A superb example of the legacy of the Arab conquerors who lived in Spain for over six centuries in some places, the Generalife was the summer residence of the Nasrid rulers of the Emirate of Granada. The palace, along with its gardens, were designed in the 13th century and boast beautiful courtyards with impressive water features and a great respect for symmetry and geometric forms.
With a name meaning ‘park of the pleasant retreat’, it’s easy to see understand why this park is so beloved by Madrid’s residents. Owned by the royal family until the 19th century, the park was designed in the 17th century when it was conceived as a garden to the royal palace. Tree-lined avenues, water fountains and follies all add to the charm of this popular green space located not far from the famous Prado art museum.
The most famous park in Barcelona, the Park Güell was actually intended to be a luxury housing estate, but plans were abandoned and the park was opened to the public in 1926 – the year Antoni Gaudí, the park’s main architect, passed away. If the park is so popular today, it is undoubtedly because of Gaudí’s incredible designs, which include beautiful mosaic works and a marketplace held up with leaning columns and walkways which blend in with the surrounding palm trees.
The Palacio de Viana is a 14th-century palace located in the southern Spanish town of Córdoba. The palace, now open to the public as a museum, boasts some 12 beautiful outdoor patios designed in typical Córdoba style with shaded arched walkways and overflowing with colourful flowers and beautiful potted plants. Not your typical verdant park or garden, the patios are nonetheless remarkable for their floral displays and a good example of urban gardening.
Located not far from the sea or from the mountains, Málaga’s positioning and climate make it an ideal habitat for a number of interesting plant species. The Botanical Gardens of La Concepción are located in the eponymous La Concepción finca or country estate, which comprises 23 hectares (57 acres) of garden and is one of the finest tropical and subtropical gardens in Spain. It also contains one of the world’s most complete collections of palm trees, with over 90 different species on display.
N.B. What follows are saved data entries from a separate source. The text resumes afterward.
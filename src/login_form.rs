use std::sync::LazyLock;

use log::{debug, info};
use scraper::{Html, Selector};
use serde::{Deserialize, Serialize};
use serde_json::Value;

use crate::{
    config::ClientConfig,
    error::{FetchError, PortalError},
    requests::{RequestGateway, RequestOptions},
    text_manipulators::value_to_string,
};

static FORM_SELECTS: LazyLock<Selector> =
    LazyLock::new(|| Selector::parse("#message select").expect("valid login form selector"));

/// One drop-down of the login form (region, town, school type, school...).
#[derive(Debug, Clone, PartialEq, Serialize)]
pub struct LoginFormSelector {
    pub id: String,
    pub name: String,
    /// Preselected option id.
    pub value: Option<i64>,
    pub options: Vec<Value>,
}

#[derive(Debug, Deserialize)]
struct LoginData {
    version: Value,
}

#[derive(Debug, Deserialize)]
struct FormPage {
    #[serde(default)]
    items: Vec<Value>,
}

/// True when `host` answers the login form probe with a JSON content type.
/// The body is not looked at. A refusal by status is `false`; a host that
/// can't be reached is an error.
pub async fn check_host(host: &str, config: &ClientConfig) -> Result<bool, PortalError> {
    let gateway = RequestGateway::new(host, config)?;
    match gateway
        .request(
            "/webapi/prepareloginform",
            RequestOptions::get().unparsed(),
        )
        .await
    {
        Ok(response) => Ok(response.content_type.starts_with("application/json")),
        Err(PortalError::Fetch(error)) => {
            debug!("{host} refused the probe: {error}");
            Ok(false)
        }
        Err(error) => Err(error),
    }
}

async fn supported_gateway(host: &str, config: &ClientConfig) -> Result<RequestGateway, PortalError> {
    if !check_host(host, config).await? {
        return Err(PortalError::UnsupportedHost(host.to_string()));
    }
    RequestGateway::new(host, config)
}

/// Selectors from the form template, in page order.
pub fn parse_form_selectors(html: &str) -> Vec<LoginFormSelector> {
    let document = Html::parse_document(html);
    document
        .select(&FORM_SELECTS)
        .map(|select| LoginFormSelector {
            id: select.value().id().unwrap_or_default().to_string(),
            name: select.value().attr("name").unwrap_or_default().to_string(),
            value: None,
            options: vec![],
        })
        .collect()
}

/// Fills selectors from the prepared form: keys match a selector id or name
/// ignoring case, numbers become the preselected value and arrays the options.
pub fn apply_prepared_form(selectors: &mut [LoginFormSelector], prepared: &Value) {
    let Some(fields) = prepared.as_object() else {
        return;
    };
    for (key, value) in fields {
        if key.is_empty() {
            continue;
        }
        let Some(selector) = selectors.iter_mut().find(|selector| {
            selector.id.eq_ignore_ascii_case(key) || selector.name.eq_ignore_ascii_case(key)
        }) else {
            continue;
        };
        match value {
            Value::Number(number) => selector.value = number.as_i64(),
            Value::Array(options) => selector.options = options.clone(),
            _ => {}
        }
    }
}

pub async fn auth_form(host: &str, config: &ClientConfig) -> Result<Vec<LoginFormSelector>, PortalError> {
    let gateway = supported_gateway(host, config).await?;

    let login_data: LoginData = gateway
        .request("/webapi/logindata", RequestOptions::get())
        .await?
        .json_as()?;
    let version = value_to_string(&login_data.version);

    let template = gateway
        .request(
            &format!("/vendor/pages/about/templates/loginform.html?ver={version}"),
            RequestOptions::get(),
        )
        .await?;
    if !template.content_type.starts_with("text/html") {
        return Err(FetchError::new(template.status).into());
    }
    let mut selectors = parse_form_selectors(&template.text());

    let prepared = gateway
        .request("/webapi/prepareloginform", RequestOptions::get())
        .await?
        .json()?;
    apply_prepared_form(&mut selectors, &prepared);

    info!("{host} login form has {} selectors", selectors.len());
    Ok(selectors)
}

/// Options of the next selector once `last_selected` has been picked.
/// `all_selected` is the query string of every choice made so far.
pub async fn upload_auth_form(
    host: &str,
    config: &ClientConfig,
    all_selected: &str,
    last_selected: &str,
) -> Result<Vec<Value>, PortalError> {
    let gateway = supported_gateway(host, config).await?;
    let page: FormPage = gateway
        .request(
            &format!("/webapi/loginform?{all_selected}&LASTNAME={last_selected}"),
            RequestOptions::get(),
        )
        .await?
        .json_as()?;
    Ok(page.items)
}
Widely considered the most beautiful palace in Spain – and one of the finest in Europe – the Alcázar of Seville was the high palace of the Moorish rulers during much of their time in the Iberian peninsula. The palace gardens are, unsurprisingly, some of the most ornate in Spain and have the peculiarity of having been not only a place of leisure and contemplation, but also a functioning orchard providing food to the palace.